Collected data entries

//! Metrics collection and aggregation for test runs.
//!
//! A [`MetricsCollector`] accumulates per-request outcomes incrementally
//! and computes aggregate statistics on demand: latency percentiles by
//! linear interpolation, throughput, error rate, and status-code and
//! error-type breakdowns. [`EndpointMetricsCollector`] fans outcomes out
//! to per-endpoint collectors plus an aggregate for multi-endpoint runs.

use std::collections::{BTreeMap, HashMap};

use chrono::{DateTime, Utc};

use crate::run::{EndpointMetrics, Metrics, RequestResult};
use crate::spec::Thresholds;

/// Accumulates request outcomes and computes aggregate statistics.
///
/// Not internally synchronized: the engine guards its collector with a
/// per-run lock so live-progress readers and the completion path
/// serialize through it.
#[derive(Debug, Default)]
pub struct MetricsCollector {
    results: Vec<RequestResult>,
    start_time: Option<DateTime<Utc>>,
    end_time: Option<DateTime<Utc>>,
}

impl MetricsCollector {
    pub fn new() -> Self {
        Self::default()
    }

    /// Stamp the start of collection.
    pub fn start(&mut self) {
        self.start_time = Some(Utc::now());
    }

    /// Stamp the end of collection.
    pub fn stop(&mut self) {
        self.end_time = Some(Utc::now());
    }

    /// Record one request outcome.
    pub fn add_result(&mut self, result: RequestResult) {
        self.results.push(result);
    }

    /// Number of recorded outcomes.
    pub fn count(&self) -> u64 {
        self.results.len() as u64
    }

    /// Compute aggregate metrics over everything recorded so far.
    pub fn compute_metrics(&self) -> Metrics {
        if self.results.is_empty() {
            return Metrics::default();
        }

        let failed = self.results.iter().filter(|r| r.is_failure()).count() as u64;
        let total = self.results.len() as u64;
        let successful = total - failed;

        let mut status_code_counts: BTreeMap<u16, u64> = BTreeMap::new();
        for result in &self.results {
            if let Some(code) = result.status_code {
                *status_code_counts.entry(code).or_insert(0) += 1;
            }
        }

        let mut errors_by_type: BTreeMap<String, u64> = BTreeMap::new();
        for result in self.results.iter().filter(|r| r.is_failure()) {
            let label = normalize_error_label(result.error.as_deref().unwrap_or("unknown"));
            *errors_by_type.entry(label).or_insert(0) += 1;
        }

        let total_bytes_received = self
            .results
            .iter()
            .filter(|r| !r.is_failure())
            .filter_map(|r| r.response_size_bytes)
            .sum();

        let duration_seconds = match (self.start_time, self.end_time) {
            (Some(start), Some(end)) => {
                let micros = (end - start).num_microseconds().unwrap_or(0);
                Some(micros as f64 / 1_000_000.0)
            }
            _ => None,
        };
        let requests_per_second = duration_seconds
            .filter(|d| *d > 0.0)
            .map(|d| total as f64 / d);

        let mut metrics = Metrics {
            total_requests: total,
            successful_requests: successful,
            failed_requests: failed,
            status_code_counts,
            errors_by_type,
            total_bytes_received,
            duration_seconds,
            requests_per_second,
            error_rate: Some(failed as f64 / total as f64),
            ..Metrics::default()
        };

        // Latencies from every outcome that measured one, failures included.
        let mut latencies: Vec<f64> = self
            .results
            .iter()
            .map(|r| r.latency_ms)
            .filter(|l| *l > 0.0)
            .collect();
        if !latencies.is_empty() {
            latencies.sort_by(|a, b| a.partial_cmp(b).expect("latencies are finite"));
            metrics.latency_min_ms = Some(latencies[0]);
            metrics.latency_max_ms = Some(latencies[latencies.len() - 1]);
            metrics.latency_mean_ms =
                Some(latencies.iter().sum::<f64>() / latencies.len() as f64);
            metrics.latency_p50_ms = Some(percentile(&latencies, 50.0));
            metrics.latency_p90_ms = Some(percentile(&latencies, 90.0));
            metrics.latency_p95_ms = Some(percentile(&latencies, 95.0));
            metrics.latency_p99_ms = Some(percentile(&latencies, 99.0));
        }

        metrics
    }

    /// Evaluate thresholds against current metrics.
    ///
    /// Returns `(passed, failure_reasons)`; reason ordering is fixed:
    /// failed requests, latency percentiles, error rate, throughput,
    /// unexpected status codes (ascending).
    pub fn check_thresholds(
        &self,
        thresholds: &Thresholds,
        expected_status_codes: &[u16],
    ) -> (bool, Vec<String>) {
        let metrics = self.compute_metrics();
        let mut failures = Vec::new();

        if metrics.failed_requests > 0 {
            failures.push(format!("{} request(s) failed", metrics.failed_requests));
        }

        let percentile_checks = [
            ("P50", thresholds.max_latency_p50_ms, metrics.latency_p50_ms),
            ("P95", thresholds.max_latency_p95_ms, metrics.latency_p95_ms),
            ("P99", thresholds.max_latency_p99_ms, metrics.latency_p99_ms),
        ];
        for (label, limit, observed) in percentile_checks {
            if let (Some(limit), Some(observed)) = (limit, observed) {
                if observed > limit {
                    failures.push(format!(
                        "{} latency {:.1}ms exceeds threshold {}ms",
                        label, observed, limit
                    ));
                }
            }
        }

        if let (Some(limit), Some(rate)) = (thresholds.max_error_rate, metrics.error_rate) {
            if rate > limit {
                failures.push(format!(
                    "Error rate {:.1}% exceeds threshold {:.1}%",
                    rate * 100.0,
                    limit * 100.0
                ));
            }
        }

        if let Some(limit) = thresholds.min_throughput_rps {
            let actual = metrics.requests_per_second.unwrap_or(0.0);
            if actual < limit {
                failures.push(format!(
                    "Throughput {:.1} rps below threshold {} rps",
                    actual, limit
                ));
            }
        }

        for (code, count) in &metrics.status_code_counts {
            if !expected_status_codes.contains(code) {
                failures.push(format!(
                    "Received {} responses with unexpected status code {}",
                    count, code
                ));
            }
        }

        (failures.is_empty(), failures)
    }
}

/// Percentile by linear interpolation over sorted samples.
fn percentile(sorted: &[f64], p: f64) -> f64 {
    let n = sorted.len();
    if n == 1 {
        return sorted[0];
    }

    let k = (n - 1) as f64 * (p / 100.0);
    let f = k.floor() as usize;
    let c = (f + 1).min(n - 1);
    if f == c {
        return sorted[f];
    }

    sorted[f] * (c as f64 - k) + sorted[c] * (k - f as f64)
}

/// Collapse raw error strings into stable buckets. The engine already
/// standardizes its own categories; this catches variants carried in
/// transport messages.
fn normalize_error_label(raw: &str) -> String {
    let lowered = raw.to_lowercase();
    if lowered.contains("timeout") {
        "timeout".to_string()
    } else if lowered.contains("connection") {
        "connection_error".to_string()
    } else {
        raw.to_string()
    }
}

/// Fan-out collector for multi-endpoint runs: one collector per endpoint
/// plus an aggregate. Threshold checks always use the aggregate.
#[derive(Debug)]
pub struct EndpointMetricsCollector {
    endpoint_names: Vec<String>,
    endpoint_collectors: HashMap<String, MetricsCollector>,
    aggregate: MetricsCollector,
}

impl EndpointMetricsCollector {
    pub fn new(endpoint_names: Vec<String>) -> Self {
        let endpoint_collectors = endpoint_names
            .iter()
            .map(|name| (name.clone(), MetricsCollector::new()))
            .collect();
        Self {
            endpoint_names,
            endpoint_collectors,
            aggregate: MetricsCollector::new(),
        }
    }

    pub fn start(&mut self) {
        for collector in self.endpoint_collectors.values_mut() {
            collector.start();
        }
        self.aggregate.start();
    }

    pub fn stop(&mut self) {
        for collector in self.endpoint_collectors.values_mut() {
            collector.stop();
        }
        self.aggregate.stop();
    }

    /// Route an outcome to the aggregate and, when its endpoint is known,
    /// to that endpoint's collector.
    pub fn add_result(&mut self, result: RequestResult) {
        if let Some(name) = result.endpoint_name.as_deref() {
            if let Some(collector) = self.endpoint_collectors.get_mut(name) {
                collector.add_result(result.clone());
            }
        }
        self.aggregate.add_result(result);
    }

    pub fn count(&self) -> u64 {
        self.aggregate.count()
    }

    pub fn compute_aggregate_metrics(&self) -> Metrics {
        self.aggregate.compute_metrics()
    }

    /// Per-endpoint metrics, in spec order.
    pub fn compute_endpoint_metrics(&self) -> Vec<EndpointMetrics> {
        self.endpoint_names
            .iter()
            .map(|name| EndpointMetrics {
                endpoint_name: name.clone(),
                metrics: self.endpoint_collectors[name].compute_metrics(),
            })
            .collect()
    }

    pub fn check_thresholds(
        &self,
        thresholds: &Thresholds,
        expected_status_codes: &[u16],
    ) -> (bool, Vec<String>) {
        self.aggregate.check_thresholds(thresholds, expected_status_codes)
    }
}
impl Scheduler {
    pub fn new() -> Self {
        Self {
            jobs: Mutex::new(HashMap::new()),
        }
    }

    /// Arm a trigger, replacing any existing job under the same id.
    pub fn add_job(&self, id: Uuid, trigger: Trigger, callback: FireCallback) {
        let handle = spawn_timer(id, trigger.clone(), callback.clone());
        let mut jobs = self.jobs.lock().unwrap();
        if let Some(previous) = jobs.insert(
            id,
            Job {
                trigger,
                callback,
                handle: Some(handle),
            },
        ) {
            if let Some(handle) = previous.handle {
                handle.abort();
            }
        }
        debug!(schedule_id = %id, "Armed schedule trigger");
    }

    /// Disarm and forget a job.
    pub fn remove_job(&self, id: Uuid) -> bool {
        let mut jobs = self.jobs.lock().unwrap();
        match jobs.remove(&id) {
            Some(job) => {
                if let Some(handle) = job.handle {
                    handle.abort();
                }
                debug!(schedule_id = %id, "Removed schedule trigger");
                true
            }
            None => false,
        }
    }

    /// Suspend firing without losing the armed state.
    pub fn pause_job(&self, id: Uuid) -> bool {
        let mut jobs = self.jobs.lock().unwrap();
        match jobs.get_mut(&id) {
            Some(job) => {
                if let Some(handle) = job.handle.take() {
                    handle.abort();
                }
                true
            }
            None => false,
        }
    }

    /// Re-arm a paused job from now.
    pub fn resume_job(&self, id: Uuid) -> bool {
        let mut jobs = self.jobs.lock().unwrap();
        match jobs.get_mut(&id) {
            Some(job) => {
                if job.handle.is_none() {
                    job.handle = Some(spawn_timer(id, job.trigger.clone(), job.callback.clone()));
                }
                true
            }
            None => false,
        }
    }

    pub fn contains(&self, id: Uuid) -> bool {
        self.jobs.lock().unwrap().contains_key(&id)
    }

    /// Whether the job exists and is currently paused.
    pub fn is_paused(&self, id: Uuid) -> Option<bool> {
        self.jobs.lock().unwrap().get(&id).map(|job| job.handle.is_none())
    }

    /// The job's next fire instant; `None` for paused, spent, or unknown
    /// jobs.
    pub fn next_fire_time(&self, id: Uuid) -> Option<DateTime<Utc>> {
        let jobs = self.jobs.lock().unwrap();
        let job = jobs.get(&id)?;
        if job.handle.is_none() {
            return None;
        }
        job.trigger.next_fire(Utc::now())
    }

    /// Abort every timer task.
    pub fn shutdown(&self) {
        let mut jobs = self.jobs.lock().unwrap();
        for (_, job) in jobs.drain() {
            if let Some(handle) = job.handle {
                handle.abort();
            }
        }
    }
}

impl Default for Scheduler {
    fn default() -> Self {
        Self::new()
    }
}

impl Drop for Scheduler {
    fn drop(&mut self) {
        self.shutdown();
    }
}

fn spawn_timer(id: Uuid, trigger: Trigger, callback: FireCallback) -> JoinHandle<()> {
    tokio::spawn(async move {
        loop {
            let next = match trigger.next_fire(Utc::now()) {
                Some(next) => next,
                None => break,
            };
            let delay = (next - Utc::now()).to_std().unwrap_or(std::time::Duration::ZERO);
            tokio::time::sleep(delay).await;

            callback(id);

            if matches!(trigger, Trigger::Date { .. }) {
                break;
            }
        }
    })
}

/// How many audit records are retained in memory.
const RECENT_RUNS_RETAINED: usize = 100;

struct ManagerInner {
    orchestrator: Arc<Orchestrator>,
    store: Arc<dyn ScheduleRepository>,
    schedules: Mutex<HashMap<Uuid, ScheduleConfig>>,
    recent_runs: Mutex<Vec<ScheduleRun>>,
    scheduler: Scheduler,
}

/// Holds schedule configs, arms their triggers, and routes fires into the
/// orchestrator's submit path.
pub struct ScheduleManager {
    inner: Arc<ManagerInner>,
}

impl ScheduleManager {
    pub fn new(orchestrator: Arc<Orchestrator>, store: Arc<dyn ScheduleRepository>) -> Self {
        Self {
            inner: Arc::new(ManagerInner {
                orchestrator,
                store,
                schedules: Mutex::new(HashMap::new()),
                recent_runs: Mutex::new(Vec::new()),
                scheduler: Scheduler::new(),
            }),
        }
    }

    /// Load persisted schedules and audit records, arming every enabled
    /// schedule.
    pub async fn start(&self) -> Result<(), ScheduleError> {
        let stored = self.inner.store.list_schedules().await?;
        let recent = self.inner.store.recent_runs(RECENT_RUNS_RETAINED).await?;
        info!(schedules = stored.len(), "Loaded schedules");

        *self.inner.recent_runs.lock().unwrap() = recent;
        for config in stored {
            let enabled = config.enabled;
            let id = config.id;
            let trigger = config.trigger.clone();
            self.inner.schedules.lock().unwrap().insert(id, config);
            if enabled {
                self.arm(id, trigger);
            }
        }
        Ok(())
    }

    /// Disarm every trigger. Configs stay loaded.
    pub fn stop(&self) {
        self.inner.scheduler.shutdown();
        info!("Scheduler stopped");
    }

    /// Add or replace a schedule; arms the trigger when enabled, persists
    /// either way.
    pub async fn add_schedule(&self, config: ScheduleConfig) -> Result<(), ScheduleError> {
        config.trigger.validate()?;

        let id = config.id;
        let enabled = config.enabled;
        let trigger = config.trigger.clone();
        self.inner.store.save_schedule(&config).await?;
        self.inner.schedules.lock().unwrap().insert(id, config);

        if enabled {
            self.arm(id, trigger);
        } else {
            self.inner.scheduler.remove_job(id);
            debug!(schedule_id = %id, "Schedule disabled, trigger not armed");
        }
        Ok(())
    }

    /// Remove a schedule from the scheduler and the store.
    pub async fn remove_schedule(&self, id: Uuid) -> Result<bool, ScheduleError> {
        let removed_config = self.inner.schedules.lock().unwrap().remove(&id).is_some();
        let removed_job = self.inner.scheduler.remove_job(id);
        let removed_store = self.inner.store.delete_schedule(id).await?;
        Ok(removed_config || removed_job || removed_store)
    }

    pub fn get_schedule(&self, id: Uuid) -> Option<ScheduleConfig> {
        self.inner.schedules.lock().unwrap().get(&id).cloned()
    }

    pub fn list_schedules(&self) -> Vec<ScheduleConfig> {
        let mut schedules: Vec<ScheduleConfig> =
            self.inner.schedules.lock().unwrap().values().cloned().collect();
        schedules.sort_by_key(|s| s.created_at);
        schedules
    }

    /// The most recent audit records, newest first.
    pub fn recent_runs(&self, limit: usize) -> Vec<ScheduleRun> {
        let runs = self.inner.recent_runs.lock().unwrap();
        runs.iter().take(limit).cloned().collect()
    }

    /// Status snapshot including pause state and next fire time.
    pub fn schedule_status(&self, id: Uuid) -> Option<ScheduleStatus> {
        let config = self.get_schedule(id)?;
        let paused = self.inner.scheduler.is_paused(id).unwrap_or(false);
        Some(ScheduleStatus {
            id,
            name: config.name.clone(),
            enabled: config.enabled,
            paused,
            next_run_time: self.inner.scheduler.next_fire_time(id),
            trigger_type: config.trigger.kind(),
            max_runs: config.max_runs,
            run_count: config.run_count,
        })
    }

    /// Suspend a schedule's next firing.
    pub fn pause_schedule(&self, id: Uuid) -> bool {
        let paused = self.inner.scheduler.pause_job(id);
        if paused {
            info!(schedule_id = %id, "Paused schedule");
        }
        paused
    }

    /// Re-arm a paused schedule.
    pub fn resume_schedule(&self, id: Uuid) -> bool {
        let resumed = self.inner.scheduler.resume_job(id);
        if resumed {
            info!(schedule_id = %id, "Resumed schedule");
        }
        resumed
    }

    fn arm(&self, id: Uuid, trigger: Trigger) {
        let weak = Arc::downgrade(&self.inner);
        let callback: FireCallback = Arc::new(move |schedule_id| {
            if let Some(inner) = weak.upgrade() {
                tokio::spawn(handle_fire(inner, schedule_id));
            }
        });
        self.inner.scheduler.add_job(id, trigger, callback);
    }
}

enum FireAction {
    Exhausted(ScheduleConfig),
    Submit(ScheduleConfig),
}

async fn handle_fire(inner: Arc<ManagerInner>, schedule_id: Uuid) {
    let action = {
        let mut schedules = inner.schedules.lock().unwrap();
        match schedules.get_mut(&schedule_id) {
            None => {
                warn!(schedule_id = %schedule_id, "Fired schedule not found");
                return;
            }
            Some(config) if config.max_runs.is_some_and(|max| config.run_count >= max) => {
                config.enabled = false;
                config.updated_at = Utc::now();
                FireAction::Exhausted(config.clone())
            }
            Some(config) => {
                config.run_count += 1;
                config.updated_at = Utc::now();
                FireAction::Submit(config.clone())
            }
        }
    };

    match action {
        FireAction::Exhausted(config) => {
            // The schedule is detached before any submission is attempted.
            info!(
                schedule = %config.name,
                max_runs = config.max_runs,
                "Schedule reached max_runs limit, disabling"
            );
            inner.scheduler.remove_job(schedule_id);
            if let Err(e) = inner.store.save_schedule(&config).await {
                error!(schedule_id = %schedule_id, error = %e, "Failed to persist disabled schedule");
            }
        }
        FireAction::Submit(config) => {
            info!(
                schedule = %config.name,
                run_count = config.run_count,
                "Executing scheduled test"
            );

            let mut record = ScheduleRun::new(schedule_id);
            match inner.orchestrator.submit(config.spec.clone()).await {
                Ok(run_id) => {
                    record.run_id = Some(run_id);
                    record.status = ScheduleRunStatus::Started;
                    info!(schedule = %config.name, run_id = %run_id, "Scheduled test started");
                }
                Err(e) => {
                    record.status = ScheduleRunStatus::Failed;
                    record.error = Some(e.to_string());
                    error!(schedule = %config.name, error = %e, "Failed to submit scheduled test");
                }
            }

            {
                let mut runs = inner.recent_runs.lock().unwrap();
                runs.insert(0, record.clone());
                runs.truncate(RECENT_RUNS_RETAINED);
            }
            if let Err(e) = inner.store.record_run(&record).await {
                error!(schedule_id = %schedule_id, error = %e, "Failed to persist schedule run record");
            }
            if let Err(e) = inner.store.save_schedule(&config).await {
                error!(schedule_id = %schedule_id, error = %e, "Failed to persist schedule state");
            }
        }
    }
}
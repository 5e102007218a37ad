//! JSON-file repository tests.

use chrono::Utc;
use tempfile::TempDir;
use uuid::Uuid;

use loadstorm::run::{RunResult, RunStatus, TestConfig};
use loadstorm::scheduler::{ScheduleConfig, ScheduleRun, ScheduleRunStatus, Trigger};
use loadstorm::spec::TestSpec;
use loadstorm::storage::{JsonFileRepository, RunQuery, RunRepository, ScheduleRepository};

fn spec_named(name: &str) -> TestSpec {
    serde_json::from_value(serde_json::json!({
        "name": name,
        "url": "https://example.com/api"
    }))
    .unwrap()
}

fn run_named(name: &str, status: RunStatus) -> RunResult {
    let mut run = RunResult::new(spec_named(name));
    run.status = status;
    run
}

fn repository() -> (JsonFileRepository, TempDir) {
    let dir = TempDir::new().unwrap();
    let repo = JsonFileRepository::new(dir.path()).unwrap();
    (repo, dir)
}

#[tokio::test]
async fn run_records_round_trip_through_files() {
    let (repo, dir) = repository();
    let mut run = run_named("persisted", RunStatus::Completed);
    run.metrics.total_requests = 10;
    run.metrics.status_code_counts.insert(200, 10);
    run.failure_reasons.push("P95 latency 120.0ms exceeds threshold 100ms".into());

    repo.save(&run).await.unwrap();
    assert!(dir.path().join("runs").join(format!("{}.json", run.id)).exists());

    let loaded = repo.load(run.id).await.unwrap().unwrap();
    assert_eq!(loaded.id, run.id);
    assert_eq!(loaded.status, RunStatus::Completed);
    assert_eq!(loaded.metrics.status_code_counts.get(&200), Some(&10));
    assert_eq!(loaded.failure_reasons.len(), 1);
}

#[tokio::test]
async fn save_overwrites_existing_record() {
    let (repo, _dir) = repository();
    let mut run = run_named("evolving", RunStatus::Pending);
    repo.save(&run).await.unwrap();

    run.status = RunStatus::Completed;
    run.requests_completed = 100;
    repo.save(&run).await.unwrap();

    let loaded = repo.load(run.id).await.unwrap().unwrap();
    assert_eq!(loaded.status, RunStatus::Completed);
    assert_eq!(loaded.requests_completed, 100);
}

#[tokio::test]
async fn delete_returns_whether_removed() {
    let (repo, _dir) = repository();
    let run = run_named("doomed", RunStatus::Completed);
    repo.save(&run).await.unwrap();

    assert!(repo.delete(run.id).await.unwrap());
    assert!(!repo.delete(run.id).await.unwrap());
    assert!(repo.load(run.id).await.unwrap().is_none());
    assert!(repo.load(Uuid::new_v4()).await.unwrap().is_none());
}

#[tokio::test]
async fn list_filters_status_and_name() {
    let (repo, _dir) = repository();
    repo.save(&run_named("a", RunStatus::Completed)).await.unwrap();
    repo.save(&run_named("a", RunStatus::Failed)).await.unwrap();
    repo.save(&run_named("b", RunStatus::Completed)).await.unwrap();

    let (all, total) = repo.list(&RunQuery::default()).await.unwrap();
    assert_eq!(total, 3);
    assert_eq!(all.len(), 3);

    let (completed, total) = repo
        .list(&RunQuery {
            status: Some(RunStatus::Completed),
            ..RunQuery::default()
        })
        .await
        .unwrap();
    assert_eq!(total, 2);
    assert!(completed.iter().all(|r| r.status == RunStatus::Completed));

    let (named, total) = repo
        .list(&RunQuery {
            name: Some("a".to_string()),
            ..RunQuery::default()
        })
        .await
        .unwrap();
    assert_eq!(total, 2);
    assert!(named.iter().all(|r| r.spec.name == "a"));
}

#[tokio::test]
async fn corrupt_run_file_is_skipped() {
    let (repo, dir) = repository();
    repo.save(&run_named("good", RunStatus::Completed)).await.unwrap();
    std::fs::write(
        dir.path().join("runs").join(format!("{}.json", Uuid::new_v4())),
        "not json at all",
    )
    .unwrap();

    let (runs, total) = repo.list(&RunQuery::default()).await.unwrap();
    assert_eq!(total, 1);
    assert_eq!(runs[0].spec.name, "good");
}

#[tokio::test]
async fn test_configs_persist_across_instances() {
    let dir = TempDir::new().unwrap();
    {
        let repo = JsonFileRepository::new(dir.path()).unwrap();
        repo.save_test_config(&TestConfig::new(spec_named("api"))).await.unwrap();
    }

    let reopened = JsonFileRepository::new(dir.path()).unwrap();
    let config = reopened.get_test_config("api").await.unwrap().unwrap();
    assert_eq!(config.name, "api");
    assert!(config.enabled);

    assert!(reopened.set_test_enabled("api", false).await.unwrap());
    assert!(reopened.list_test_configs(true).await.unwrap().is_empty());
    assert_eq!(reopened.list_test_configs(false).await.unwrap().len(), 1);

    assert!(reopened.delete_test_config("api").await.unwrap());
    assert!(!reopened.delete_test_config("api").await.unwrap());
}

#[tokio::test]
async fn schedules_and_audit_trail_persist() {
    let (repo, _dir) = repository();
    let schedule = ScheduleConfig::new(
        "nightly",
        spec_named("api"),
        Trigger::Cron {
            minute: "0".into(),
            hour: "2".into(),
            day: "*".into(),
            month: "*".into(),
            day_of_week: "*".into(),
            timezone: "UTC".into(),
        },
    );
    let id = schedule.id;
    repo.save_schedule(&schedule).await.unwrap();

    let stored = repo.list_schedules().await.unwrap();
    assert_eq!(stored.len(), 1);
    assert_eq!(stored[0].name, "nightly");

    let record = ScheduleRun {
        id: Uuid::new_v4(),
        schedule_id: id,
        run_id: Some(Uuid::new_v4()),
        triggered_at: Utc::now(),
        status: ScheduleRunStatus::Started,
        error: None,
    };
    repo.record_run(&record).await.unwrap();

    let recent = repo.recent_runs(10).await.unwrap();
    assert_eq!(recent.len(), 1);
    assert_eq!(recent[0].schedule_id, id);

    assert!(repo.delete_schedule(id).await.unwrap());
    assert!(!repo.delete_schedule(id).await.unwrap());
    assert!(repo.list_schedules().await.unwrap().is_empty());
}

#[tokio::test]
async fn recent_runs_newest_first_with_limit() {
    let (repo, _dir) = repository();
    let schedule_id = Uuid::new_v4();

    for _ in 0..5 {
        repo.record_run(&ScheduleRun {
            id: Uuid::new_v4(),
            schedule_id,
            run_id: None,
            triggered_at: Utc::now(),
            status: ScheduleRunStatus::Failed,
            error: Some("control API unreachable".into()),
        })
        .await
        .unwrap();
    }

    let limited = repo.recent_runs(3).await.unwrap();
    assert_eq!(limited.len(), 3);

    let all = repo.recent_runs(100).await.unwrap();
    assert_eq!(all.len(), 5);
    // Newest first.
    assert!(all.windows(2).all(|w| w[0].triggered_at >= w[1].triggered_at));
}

[TO DO]: Exactly the lines running from the top of the records to the line that contains "fans outcomes out", inclusive, must be set down, and nothing more.

[EXERCISE ANSWER]:
//! Metrics collection and aggregation for test runs.
//!
//! A [`MetricsCollector`] accumulates per-request outcomes incrementally
//! and computes aggregate statistics on demand: latency percentiles by
//! linear interpolation, throughput, error rate, and status-code and
//! error-type breakdowns. [`EndpointMetricsCollector`] fans outcomes out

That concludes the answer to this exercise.